*** Raw data

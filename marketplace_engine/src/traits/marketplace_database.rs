use mkt_common::MoneyConversionError;
use sqlx::error::DatabaseError;
use thiserror::Error;

use crate::{
    db_types::{LineItem, NewOrder, Order, OrderId, OrderStatusType, ReconciliationFlag, SettlementException},
    order_status::InvalidTransition,
    settings::CommissionSettings,
    traits::{
        data_objects::{ReversalOutcome, SettlementOutcome, TransitionOutcome},
        InventoryManagement,
        LedgerManagement,
    },
};

/// This trait defines the highest level of behaviour for backends supporting the marketplace engine.
///
/// This behaviour includes:
/// * Placing orders
/// * Applying validated status transitions together with their inventory and ledger side effects
/// * Settling and reversing commissions
/// * Keeping track of work that needs reconciliation
///
/// Backends carry out side effects; they do not decide them. The effect list for a transition comes from
/// [`crate::order_status::plan_transition`], and commission amounts come from [`crate::commission`].
#[allow(async_fn_in_trait)]
pub trait MarketplaceDatabase: Clone + InventoryManagement + LedgerManagement {
    /// The URL of the database
    fn url(&self) -> &str;

    /// Stores a new order and its line items in `Received` status, in a single atomic transaction.
    ///
    /// Each line item's seller is taken from its product. Fails with [`MarketplaceError::OrderAlreadyExists`] if the
    /// order number is taken, and with [`MarketplaceError::ProductNotFound`] if a product does not exist.
    async fn place_order(&self, order: NewOrder) -> Result<Order, MarketplaceError>;

    async fn fetch_order(&self, order_id: OrderId) -> Result<Option<Order>, MarketplaceError>;

    async fn fetch_order_by_number(&self, order_number: &str) -> Result<Option<Order>, MarketplaceError>;

    async fn fetch_line_items(&self, order_id: OrderId) -> Result<Vec<LineItem>, MarketplaceError>;

    /// Moves the order to `requested`, applying every side effect of the transition in the same transaction as the
    /// status write.
    ///
    /// The status write is a compare-and-set against the status the plan was made from. If another writer got there
    /// first, nothing commits and [`MarketplaceError::SettlementUnavailable`] is returned.
    ///
    /// ## Failure modes:
    /// - The order does not exist.
    /// - The transition is not allowed. The error carries the allowed statuses.
    /// - A product has too little stock to reserve.
    /// - The database is contended or unavailable.
    async fn apply_transition(
        &self,
        order_id: OrderId,
        requested: OrderStatusType,
        settings: &CommissionSettings,
    ) -> Result<TransitionOutcome, MarketplaceError>;

    /// Creates and credits the commissions for a delivered order.
    ///
    /// This call is idempotent. If the order already has commission records the call does nothing and returns an
    /// outcome with `already_settled` set. Line items whose seller no longer exists are skipped and recorded as
    /// settlement exceptions; the rest of the order still settles.
    ///
    /// The order must be in `Delivered` status. Settlement as part of a transition to `Delivered` happens inside
    /// [`MarketplaceDatabase::apply_transition`].
    async fn settle_on_delivery(
        &self,
        order_id: OrderId,
        settings: &CommissionSettings,
    ) -> Result<SettlementOutcome, MarketplaceError>;

    /// For every `Paid` commission on the order, flips the record to `Cancelled` and appends an offsetting debit to
    /// the payee. Records that are not `Paid` are left untouched. An order with no commissions is a successful no-op.
    async fn reverse_commissions(&self, order_id: OrderId) -> Result<ReversalOutcome, MarketplaceError>;

    /// Settles the line items (and delivery leg) of a delivered order that were previously skipped, and marks their
    /// exceptions as resolved. Items that still cannot be settled stay open.
    async fn replay_skipped_items(
        &self,
        order_id: OrderId,
        settings: &CommissionSettings,
    ) -> Result<SettlementOutcome, MarketplaceError>;

    /// Records that the requested transition for this order could not be applied. Flagging the same order and
    /// status again bumps the attempt count on the open flag.
    async fn flag_for_reconciliation(
        &self,
        order_id: OrderId,
        requested: OrderStatusType,
        reason: &str,
    ) -> Result<ReconciliationFlag, MarketplaceError>;

    async fn resolve_reconciliation_flag(&self, flag_id: i64) -> Result<(), MarketplaceError>;

    async fn open_reconciliation_flags(&self) -> Result<Vec<ReconciliationFlag>, MarketplaceError>;

    async fn open_settlement_exceptions(&self) -> Result<Vec<SettlementException>, MarketplaceError>;

    /// Resolves the open settlement exceptions of an order that will never be settled, such as a returned order.
    /// Returns the number of exceptions closed.
    async fn close_settlement_exceptions(&self, order_id: OrderId) -> Result<usize, MarketplaceError>;

    /// Assigns a delivery agent to the order. Only allowed before the order is delivered.
    async fn assign_delivery_agent(&self, order_id: OrderId, agent_id: i64) -> Result<Order, MarketplaceError>;

    /// Sets the payment reference. This is metadata, so it may be changed in any status.
    async fn set_payment_reference(&self, order_id: OrderId, reference: &str) -> Result<Order, MarketplaceError>;

    /// Closes the database connection.
    async fn close(&mut self) -> Result<(), MarketplaceError> {
        Ok(())
    }
}

#[derive(Debug, Clone, Error)]
pub enum MarketplaceError {
    #[error("We have an internal database engine (configuration/uptime etc.) : {0}")]
    DatabaseError(String),
    #[error("The query could not be completed: {0}")]
    QueryError(String),
    #[error("The requested order {0} does not exist")]
    OrderNotFound(OrderId),
    #[error("No order with number {0} exists")]
    OrderNumberNotFound(String),
    #[error("Seller {0} does not exist")]
    SellerNotFound(i64),
    #[error("Delivery agent {0} does not exist")]
    DeliveryAgentNotFound(i64),
    #[error("Product {0} does not exist")]
    ProductNotFound(i64),
    #[error("Category {0} does not exist")]
    CategoryNotFound(i64),
    #[error("{0}")]
    InvalidTransition(#[from] InvalidTransition),
    #[error("Not enough stock for product {product_id}. Requested {requested}, but only {available} available")]
    InsufficientStock { product_id: i64, requested: i64, available: i64 },
    #[error("Cannot insert order, since an order with number {0} already exists")]
    OrderAlreadyExists(String),
    #[error("The order is invalid. {0}")]
    InvalidOrder(String),
    #[error("Order {order_id} is {status}. Only delivered orders can be settled")]
    OrderNotSettleable { order_id: OrderId, status: OrderStatusType },
    #[error("Settlement is temporarily unavailable. {0}")]
    SettlementUnavailable(String),
    #[error("Order {order_id} was only partially updated and needs manual reconciliation. {reason}")]
    PartialFailure { order_id: OrderId, reason: String },
    #[error("Could not calculate a commission. {0}")]
    CalculationError(String),
}

impl MarketplaceError {
    pub fn is_not_found(&self) -> bool {
        matches!(
            self,
            Self::OrderNotFound(_)
                | Self::OrderNumberNotFound(_)
                | Self::SellerNotFound(_)
                | Self::DeliveryAgentNotFound(_)
                | Self::ProductNotFound(_)
                | Self::CategoryNotFound(_)
        )
    }

    /// Errors that might go away if the operation is tried again later.
    pub fn is_retryable(&self) -> bool {
        matches!(self, Self::SettlementUnavailable(_))
    }
}

/// SQLITE_BUSY and SQLITE_LOCKED, including their extended codes.
fn is_contention(err: &dyn DatabaseError) -> bool {
    let primary_code = err.code().and_then(|c| c.parse::<i32>().ok()).map(|c| c & 0xff);
    matches!(primary_code, Some(5) | Some(6)) || err.message().contains("database is locked")
}

impl From<sqlx::Error> for MarketplaceError {
    fn from(e: sqlx::Error) -> Self {
        match e {
            sqlx::Error::PoolTimedOut => {
                MarketplaceError::SettlementUnavailable("Timed out waiting for a database connection".into())
            },
            sqlx::Error::Database(err) if is_contention(&*err) => {
                MarketplaceError::SettlementUnavailable(err.message().to_string())
            },
            e => MarketplaceError::DatabaseError(e.to_string()),
        }
    }
}

impl From<MoneyConversionError> for MarketplaceError {
    fn from(e: MoneyConversionError) -> Self {
        MarketplaceError::CalculationError(e.to_string())
    }
}
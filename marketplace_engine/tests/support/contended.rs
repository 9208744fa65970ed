use std::sync::{
    atomic::{AtomicUsize, Ordering},
    Arc,
};

use marketplace_engine::{
    db_types::{
        CommissionRecord,
        InventoryRecord,
        LineItem,
        NewOrder,
        Order,
        OrderId,
        OrderStatusType,
        Payee,
        PayeeType,
        ReconciliationFlag,
        SettlementException,
        WalletTransaction,
    },
    settings::CommissionSettings,
    BalanceReconciliation,
    InventoryManagement,
    LedgerManagement,
    MarketplaceDatabase,
    MarketplaceError,
    ReversalOutcome,
    SettlementOutcome,
    SqliteDatabase,
    TransitionOutcome,
};
use mkt_common::Money;

/// A SQLite backend whose next `busy_transitions` calls to `apply_transition` fail as if the database were locked.
#[derive(Clone)]
pub struct ContendedDatabase {
    inner: SqliteDatabase,
    busy_transitions: Arc<AtomicUsize>,
    transition_calls: Arc<AtomicUsize>,
}

impl ContendedDatabase {
    pub fn new(inner: SqliteDatabase, busy_transitions: usize) -> Self {
        Self {
            inner,
            busy_transitions: Arc::new(AtomicUsize::new(busy_transitions)),
            transition_calls: Arc::new(AtomicUsize::new(0)),
        }
    }

    pub fn transition_calls(&self) -> usize {
        self.transition_calls.load(Ordering::SeqCst)
    }

    pub fn set_busy_transitions(&self, count: usize) {
        self.busy_transitions.store(count, Ordering::SeqCst);
    }
}

impl MarketplaceDatabase for ContendedDatabase {
    fn url(&self) -> &str {
        self.inner.url()
    }

    async fn place_order(&self, order: NewOrder) -> Result<Order, MarketplaceError> {
        self.inner.place_order(order).await
    }

    async fn fetch_order(&self, order_id: OrderId) -> Result<Option<Order>, MarketplaceError> {
        self.inner.fetch_order(order_id).await
    }

    async fn fetch_order_by_number(&self, order_number: &str) -> Result<Option<Order>, MarketplaceError> {
        self.inner.fetch_order_by_number(order_number).await
    }

    async fn fetch_line_items(&self, order_id: OrderId) -> Result<Vec<LineItem>, MarketplaceError> {
        self.inner.fetch_line_items(order_id).await
    }

    async fn apply_transition(
        &self,
        order_id: OrderId,
        requested: OrderStatusType,
        settings: &CommissionSettings,
    ) -> Result<TransitionOutcome, MarketplaceError> {
        self.transition_calls.fetch_add(1, Ordering::SeqCst);
        let busy = self.busy_transitions.fetch_update(Ordering::SeqCst, Ordering::SeqCst, |n| n.checked_sub(1)).is_ok();
        if busy {
            return Err(MarketplaceError::SettlementUnavailable("database is locked".into()));
        }
        self.inner.apply_transition(order_id, requested, settings).await
    }

    async fn settle_on_delivery(
        &self,
        order_id: OrderId,
        settings: &CommissionSettings,
    ) -> Result<SettlementOutcome, MarketplaceError> {
        self.inner.settle_on_delivery(order_id, settings).await
    }

    async fn reverse_commissions(&self, order_id: OrderId) -> Result<ReversalOutcome, MarketplaceError> {
        self.inner.reverse_commissions(order_id).await
    }

    async fn replay_skipped_items(
        &self,
        order_id: OrderId,
        settings: &CommissionSettings,
    ) -> Result<SettlementOutcome, MarketplaceError> {
        self.inner.replay_skipped_items(order_id, settings).await
    }

    async fn flag_for_reconciliation(
        &self,
        order_id: OrderId,
        requested: OrderStatusType,
        reason: &str,
    ) -> Result<ReconciliationFlag, MarketplaceError> {
        self.inner.flag_for_reconciliation(order_id, requested, reason).await
    }

    async fn resolve_reconciliation_flag(&self, flag_id: i64) -> Result<(), MarketplaceError> {
        self.inner.resolve_reconciliation_flag(flag_id).await
    }

    async fn open_reconciliation_flags(&self) -> Result<Vec<ReconciliationFlag>, MarketplaceError> {
        self.inner.open_reconciliation_flags().await
    }

    async fn open_settlement_exceptions(&self) -> Result<Vec<SettlementException>, MarketplaceError> {
        self.inner.open_settlement_exceptions().await
    }

    async fn close_settlement_exceptions(&self, order_id: OrderId) -> Result<usize, MarketplaceError> {
        self.inner.close_settlement_exceptions(order_id).await
    }

    async fn assign_delivery_agent(&self, order_id: OrderId, agent_id: i64) -> Result<Order, MarketplaceError> {
        self.inner.assign_delivery_agent(order_id, agent_id).await
    }

    async fn set_payment_reference(&self, order_id: OrderId, reference: &str) -> Result<Order, MarketplaceError> {
        self.inner.set_payment_reference(order_id, reference).await
    }
}

impl InventoryManagement for ContendedDatabase {
    async fn fetch_inventory(&self, product_id: i64) -> Result<Option<InventoryRecord>, MarketplaceError> {
        self.inner.fetch_inventory(product_id).await
    }

    async fn restock(&self, product_id: i64, quantity: i64) -> Result<InventoryRecord, MarketplaceError> {
        self.inner.restock(product_id, quantity).await
    }

    async fn reserve_stock(&self, product_id: i64, quantity: i64) -> Result<InventoryRecord, MarketplaceError> {
        self.inner.reserve_stock(product_id, quantity).await
    }

    async fn release_stock(&self, product_id: i64, quantity: i64) -> Result<InventoryRecord, MarketplaceError> {
        self.inner.release_stock(product_id, quantity).await
    }
}

impl LedgerManagement for ContendedDatabase {
    async fn fetch_payee(&self, payee_type: PayeeType, payee_id: i64) -> Result<Option<Payee>, MarketplaceError> {
        self.inner.fetch_payee(payee_type, payee_id).await
    }

    async fn fetch_commissions_for_order(&self, order_id: OrderId) -> Result<Vec<CommissionRecord>, MarketplaceError> {
        self.inner.fetch_commissions_for_order(order_id).await
    }

    async fn fetch_commissions_for_payee(
        &self,
        payee_type: PayeeType,
        payee_id: i64,
    ) -> Result<Vec<CommissionRecord>, MarketplaceError> {
        self.inner.fetch_commissions_for_payee(payee_type, payee_id).await
    }

    async fn fetch_wallet_transactions(
        &self,
        payee_type: PayeeType,
        payee_id: i64,
    ) -> Result<Vec<WalletTransaction>, MarketplaceError> {
        self.inner.fetch_wallet_transactions(payee_type, payee_id).await
    }

    async fn ledger_balance(&self, payee_type: PayeeType, payee_id: i64) -> Result<Money, MarketplaceError> {
        self.inner.ledger_balance(payee_type, payee_id).await
    }

    async fn fetch_settlement_exceptions(&self, order_id: OrderId) -> Result<Vec<SettlementException>, MarketplaceError> {
        self.inner.fetch_settlement_exceptions(order_id).await
    }

    async fn reconcile_balance(
        &self,
        payee_type: PayeeType,
        payee_id: i64,
    ) -> Result<BalanceReconciliation, MarketplaceError> {
        self.inner.reconcile_balance(payee_type, payee_id).await
    }
}
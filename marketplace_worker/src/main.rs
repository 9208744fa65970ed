use dotenvy::dotenv;
use log::info;
use marketplace_worker::{cli::handle_command_line_args, config::WorkerConfig, worker::run_worker};

#[tokio::main]
async fn main() {
    dotenv().ok();
    env_logger::init();
    if handle_command_line_args() {
        return;
    }
    let config = WorkerConfig::from_env_or_default();

    info!("🚀️ Starting reconciliation worker against {}", config.database_url);
    match run_worker(config).await {
        Ok(_) => println!("Bye!"),
        Err(e) => eprintln!("{e}"),
    }
}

******

- What the task requires -
Reproduce the entries above exactly, starting at their first line and finishing with the line that contains "product does not exist.".

- Solution to the exercise -
filename marketplace_engine/src/traits/marketplace_database.rs
use mkt_common::MoneyConversionError;
use sqlx::error::DatabaseError;
use thiserror::Error;

use crate::{
    db_types::{LineItem, NewOrder, Order, OrderId, OrderStatusType, ReconciliationFlag, SettlementException},
    order_status::InvalidTransition,
    settings::CommissionSettings,
    traits::{
        data_objects::{ReversalOutcome, SettlementOutcome, TransitionOutcome},
        InventoryManagement,
        LedgerManagement,
    },
};

/// This trait defines the highest level of behaviour for backends supporting the marketplace engine.
///
/// This behaviour includes:
/// * Placing orders
/// * Applying validated status transitions together with their inventory and ledger side effects
/// * Settling and reversing commissions
/// * Keeping track of work that needs reconciliation
///
/// Backends carry out side effects; they do not decide them. The effect list for a transition comes from
/// [`crate::order_status::plan_transition`], and commission amounts come from [`crate::commission`].
#[allow(async_fn_in_trait)]
pub trait MarketplaceDatabase: Clone + InventoryManagement + LedgerManagement {
    /// The URL of the database
    fn url(&self) -> &str;

    /// Stores a new order and its line items in `Received` status, in a single atomic transaction.
    ///
    /// Each line item's seller is taken from its product. Fails with [`MarketplaceError::OrderAlreadyExists`] if the
    /// order number is taken, and with [`MarketplaceError::ProductNotFound`] if a product does not exist.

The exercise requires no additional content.